▶ [The task] Pick out the lines below that contain the string "other" and copy them all.

▶ [Data to examine]
-----

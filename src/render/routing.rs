use super::canvas::Canvas;
use super::geometry::{BoxIndex, Point, ResolvedBox, anchor};
use super::glyphs::{
    Arms, HORIZONTAL, LINE_H, LINE_V, VERTICAL, arrow_for, is_junction, merge_junction,
};
use crate::ir::{Connection, Side};

#[derive(Debug, Clone, Copy, PartialEq, Eq)]
pub enum RouteShape {
    Vertical,
    UShape,
    Straight,
    LShape,
}

/// Columns `start..end` of one row.
#[derive(Debug, Clone, Copy, PartialEq, Eq)]
pub struct Segment {
    pub row: i32,
    pub start: i32,
    pub end: i32,
}

impl Segment {
    fn new(row: i32, start: i32, end: i32) -> Self {
        Self { row, start, end }
    }

    fn len(&self) -> i32 {
        (self.end - self.start).max(0)
    }
}

/// Where a route allows its label to go.
#[derive(Debug, Clone, PartialEq, Eq)]
pub enum LabelSlot {
    /// Written as-is starting at a fixed cell.
    Beside { at: Point, text: String },
    /// Written over the run of one of the candidate segments, tried in order.
    Inline {
        text: String,
        candidates: Vec<Segment>,
        require_padding: bool,
    },
}

#[derive(Debug, Clone, PartialEq, Eq)]
pub struct Route {
    pub shape: RouteShape,
    pub label: Option<LabelSlot>,
}

/// Resolved endpoints, sides and shape of one connection.
#[derive(Debug, Clone, Copy)]
struct Plan<'a> {
    from: ResolvedBox<'a>,
    to_side: Side,
    start: Point,
    end: Point,
    shape: RouteShape,
}

/// Sides picked from the relative position of the two box centers.
pub fn detect_sides(from: &ResolvedBox<'_>, to: &ResolvedBox<'_>) -> (Side, Side) {
    let a = from.center2();
    let b = to.center2();
    let dx = b.x - a.x;
    let dy = b.y - a.y;
    if dy.abs() > dx.abs() {
        if dy > 0 {
            (Side::Bottom, Side::Top)
        } else {
            (Side::Top, Side::Bottom)
        }
    } else if dx > 0 {
        (Side::Right, Side::Left)
    } else {
        (Side::Left, Side::Right)
    }
}

fn classify(from_side: Side, to_side: Side, start: Point, end: Point) -> RouteShape {
    if from_side.is_vertical() && to_side.is_vertical() {
        RouteShape::Vertical
    } else if from_side == to_side && start.y != end.y {
        RouteShape::UShape
    } else if start.y == end.y {
        RouteShape::Straight
    } else {
        RouteShape::LShape
    }
}

fn plan_connection<'a>(connection: &Connection, index: &BoxIndex<'a>) -> Option<Plan<'a>> {
    if connection.from == connection.to {
        return None;
    }
    let from = index.get(&connection.from)?;
    let to = index.get(&connection.to)?;
    let (auto_from, auto_to) = detect_sides(&from, &to);
    let from_side = connection.from_side.unwrap_or(auto_from);
    let to_side = connection.to_side.unwrap_or(auto_to);
    let start = anchor(&from, from_side);
    let end = anchor(&to, to_side);
    Some(Plan {
        from,
        to_side,
        start,
        end,
        shape: classify(from_side, to_side, start, end),
    })
}

fn non_empty_label(connection: &Connection) -> Option<&str> {
    connection.label.as_deref().filter(|label| !label.is_empty())
}

/// Draw the path and arrowhead of `connection`; the label is returned, not drawn.
///
/// `siblings` are the connections declared next to this one; those leaving
/// the same box steer the shared column of L-shaped routes.
pub fn route_connection(
    canvas: &mut Canvas,
    connection: &Connection,
    index: &BoxIndex<'_>,
    siblings: &[Connection],
) -> Option<Route> {
    let Some(plan) = plan_connection(connection, index) else {
        log::warn!(
            from = connection.from.as_str(),
            to = connection.to.as_str();
            "Skipping connection with an unresolved or identical endpoint"
        );
        return None;
    };
    log::trace!(
        from = connection.from.as_str(),
        to = connection.to.as_str(),
        shape:? = plan.shape;
        "Routing connection"
    );
    let label = non_empty_label(connection).map(str::to_string);
    let slot = match plan.shape {
        RouteShape::Vertical => draw_vertical(canvas, &plan, label),
        RouteShape::UShape => draw_u_shape(canvas, &plan, index, label),
        RouteShape::Straight => draw_straight(canvas, &plan, label),
        RouteShape::LShape => {
            let mid_x = shared_mid_x(&plan, connection, index, siblings);
            draw_l_shape(canvas, &plan, mid_x, label)
        }
    };
    Some(Route {
        shape: plan.shape,
        label: slot,
    })
}

/// Route and label a single connection.
pub fn draw_connection(
    canvas: &mut Canvas,
    connection: &Connection,
    index: &BoxIndex<'_>,
    siblings: &[Connection],
) -> Option<RouteShape> {
    let route = route_connection(canvas, connection, index, siblings)?;
    if let Some(slot) = &route.label {
        place_label(canvas, slot);
    }
    Some(route.shape)
}

fn stroke_horizontal(canvas: &mut Canvas, x: i32, y: i32) {
    let existing = canvas.get(x, y);
    let glyph = if is_junction(existing) {
        merge_junction(existing, HORIZONTAL)
    } else {
        LINE_H
    };
    canvas.set(x, y, glyph);
}

fn stroke_vertical(canvas: &mut Canvas, x: i32, y: i32) {
    let existing = canvas.get(x, y);
    let glyph = if is_junction(existing) || existing == LINE_H {
        merge_junction(existing, VERTICAL)
    } else {
        LINE_V
    };
    canvas.set(x, y, glyph);
}

fn stroke_corner(canvas: &mut Canvas, x: i32, y: i32, arms: Arms) {
    let existing = canvas.get(x, y);
    canvas.set(x, y, merge_junction(existing, arms));
}

/// Horizontal run over the columns strictly between `from` and `to`.
fn run_between(canvas: &mut Canvas, row: i32, from: i32, to: i32) {
    let step = if to >= from { 1 } else { -1 };
    let mut col = from + step;
    while (step > 0 && col < to) || (step < 0 && col > to) {
        stroke_horizontal(canvas, col, row);
        col += step;
    }
}

fn column_between(canvas: &mut Canvas, col: i32, from: i32, to: i32) {
    for row in from.min(to) + 1..from.max(to) {
        stroke_vertical(canvas, col, row);
    }
}

/// Cells of a row from `from` (inclusive) to `to` (exclusive), in either direction.
fn segment_towards(row: i32, from: i32, to: i32) -> Segment {
    if to >= from {
        Segment::new(row, from, to)
    } else {
        Segment::new(row, to + 1, from + 1)
    }
}

fn draw_vertical(canvas: &mut Canvas, plan: &Plan<'_>, label: Option<String>) -> Option<LabelSlot> {
    let x = (plan.start.x + plan.end.x + 1).div_euclid(2);
    let top = plan.start.y.min(plan.end.y);
    let bottom = plan.start.y.max(plan.end.y);
    for row in top..=bottom {
        if row != plan.end.y {
            stroke_vertical(canvas, x, row);
        }
    }
    canvas.set(x, plan.end.y, arrow_for(plan.to_side));
    label.map(|text| LabelSlot::Beside {
        at: Point {
            x: x + 2,
            y: (top + bottom).div_euclid(2),
        },
        text,
    })
}

fn draw_straight(canvas: &mut Canvas, plan: &Plan<'_>, label: Option<String>) -> Option<LabelSlot> {
    let row = plan.start.y;
    stroke_horizontal(canvas, plan.start.x, row);
    run_between(canvas, row, plan.start.x, plan.end.x);
    canvas.set(plan.end.x, row, arrow_for(plan.to_side));
    label.map(|text| LabelSlot::Inline {
        text,
        candidates: vec![segment_towards(row, plan.start.x, plan.end.x)],
        require_padding: false,
    })
}

fn draw_u_shape(
    canvas: &mut Canvas,
    plan: &Plan<'_>,
    index: &BoxIndex<'_>,
    label: Option<String>,
) -> Option<LabelSlot> {
    let (start, end) = (plan.start, plan.end);
    let extends_right = plan.to_side == Side::Right;
    // The leg clears every box on its side, not only those it passes.
    let drawn = index.boxes().iter().filter(|b| b.width > 0);
    let ext = if extends_right {
        drawn
            .map(|b| b.outer_right() + 2)
            .chain([start.x + 1, end.x + 1])
            .max()
            .unwrap_or(start.x + 1)
    } else {
        drawn
            .map(|b| b.x - 2)
            .chain([start.x - 1, end.x - 1])
            .min()
            .unwrap_or(start.x - 1)
    };
    let toward_boxes = if extends_right { Side::Left } else { Side::Right };
    let (leave, arrive) = if end.y > start.y {
        (Side::Bottom, Side::Top)
    } else {
        (Side::Top, Side::Bottom)
    };

    stroke_horizontal(canvas, start.x, start.y);
    run_between(canvas, start.y, start.x, ext);
    stroke_corner(canvas, ext, start.y, Arms::corner(toward_boxes, leave));
    column_between(canvas, ext, start.y, end.y);
    stroke_corner(canvas, ext, end.y, Arms::corner(arrive, toward_boxes));
    run_between(canvas, end.y, ext, end.x);
    canvas.set(end.x, end.y, arrow_for(plan.to_side));

    label.map(|text| {
        let source = segment_towards(start.y, start.x, ext);
        let dest = if extends_right {
            Segment::new(end.y, end.x + 1, ext)
        } else {
            Segment::new(end.y, ext + 1, end.x)
        };
        let longer = if dest.len() > source.len() { dest } else { source };
        LabelSlot::Inline {
            text,
            candidates: vec![longer],
            require_padding: false,
        }
    })
}

/// Column of the vertical leg of an L route.
///
/// Defaults to the midpoint; moves toward the source when a labeled sibling
/// leaving the same anchor needs more room on its destination segment, so
/// every sibling turns in the same column.
fn shared_mid_x(
    plan: &Plan<'_>,
    connection: &Connection,
    index: &BoxIndex<'_>,
    siblings: &[Connection],
) -> i32 {
    let (start, end) = (plan.start, plan.end);
    let forward = end.x >= start.x;
    let default = (start.x + end.x).div_euclid(2);
    let mut limit: Option<i32> = None;
    for sibling in siblings.iter().filter(|s| s.from == connection.from) {
        let Some(text) = non_empty_label(sibling) else {
            continue;
        };
        let Some(other) = plan_connection(sibling, index) else {
            continue;
        };
        if other.shape != RouteShape::LShape
            || other.start != start
            || (other.end.x >= other.start.x) != forward
        {
            continue;
        }
        let need = i32::try_from(text.chars().count()).unwrap_or(i32::MAX - 2) + 2;
        let sibling_limit = if forward {
            other.end.x - 1 - need
        } else {
            other.end.x + 1 + need
        };
        limit = Some(match limit {
            None => sibling_limit,
            Some(current) if forward => current.min(sibling_limit),
            Some(current) => current.max(sibling_limit),
        });
    }
    let mid = match limit {
        Some(limit) if forward && limit < default => limit,
        Some(limit) if !forward && limit > default => limit,
        _ => default,
    };
    if forward {
        mid.min(end.x - 1).max(start.x)
    } else {
        mid.max(end.x + 1).min(start.x)
    }
}

fn draw_l_shape(
    canvas: &mut Canvas,
    plan: &Plan<'_>,
    mid_x: i32,
    label: Option<String>,
) -> Option<LabelSlot> {
    let (start, end) = (plan.start, plan.end);
    let forward = end.x >= start.x;
    let (behind, ahead) = if forward {
        (Side::Left, Side::Right)
    } else {
        (Side::Right, Side::Left)
    };
    let (leave, arrive) = if end.y > start.y {
        (Side::Bottom, Side::Top)
    } else {
        (Side::Top, Side::Bottom)
    };

    if mid_x != start.x {
        stroke_horizontal(canvas, start.x, start.y);
        run_between(canvas, start.y, start.x, mid_x);
    }
    stroke_corner(canvas, mid_x, start.y, Arms::corner(behind, leave));
    column_between(canvas, mid_x, start.y, end.y);
    stroke_corner(canvas, mid_x, end.y, Arms::corner(arrive, ahead));
    run_between(canvas, end.y, mid_x, end.x);
    canvas.set(end.x, end.y, arrow_for(plan.to_side));
    log::trace!(mid_x, from_x = plan.from.x; "L route turned");

    label.map(|text| {
        let (dest, source) = if forward {
            (
                Segment::new(end.y, mid_x + 1, end.x),
                Segment::new(start.y, start.x, mid_x),
            )
        } else {
            (
                Segment::new(end.y, end.x + 1, mid_x),
                Segment::new(start.y, mid_x + 1, start.x + 1),
            )
        };
        LabelSlot::Inline {
            text,
            candidates: vec![dest, source],
            require_padding: true,
        }
    })
}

-----

▶ [Response below]
        let Some(other) = plan_connection(sibling, index) else {
        if other.shape != RouteShape::LShape
            || other.start != start
            || (other.end.x >= other.start.x) != forward
            other.end.x - 1 - need
            other.end.x + 1 + need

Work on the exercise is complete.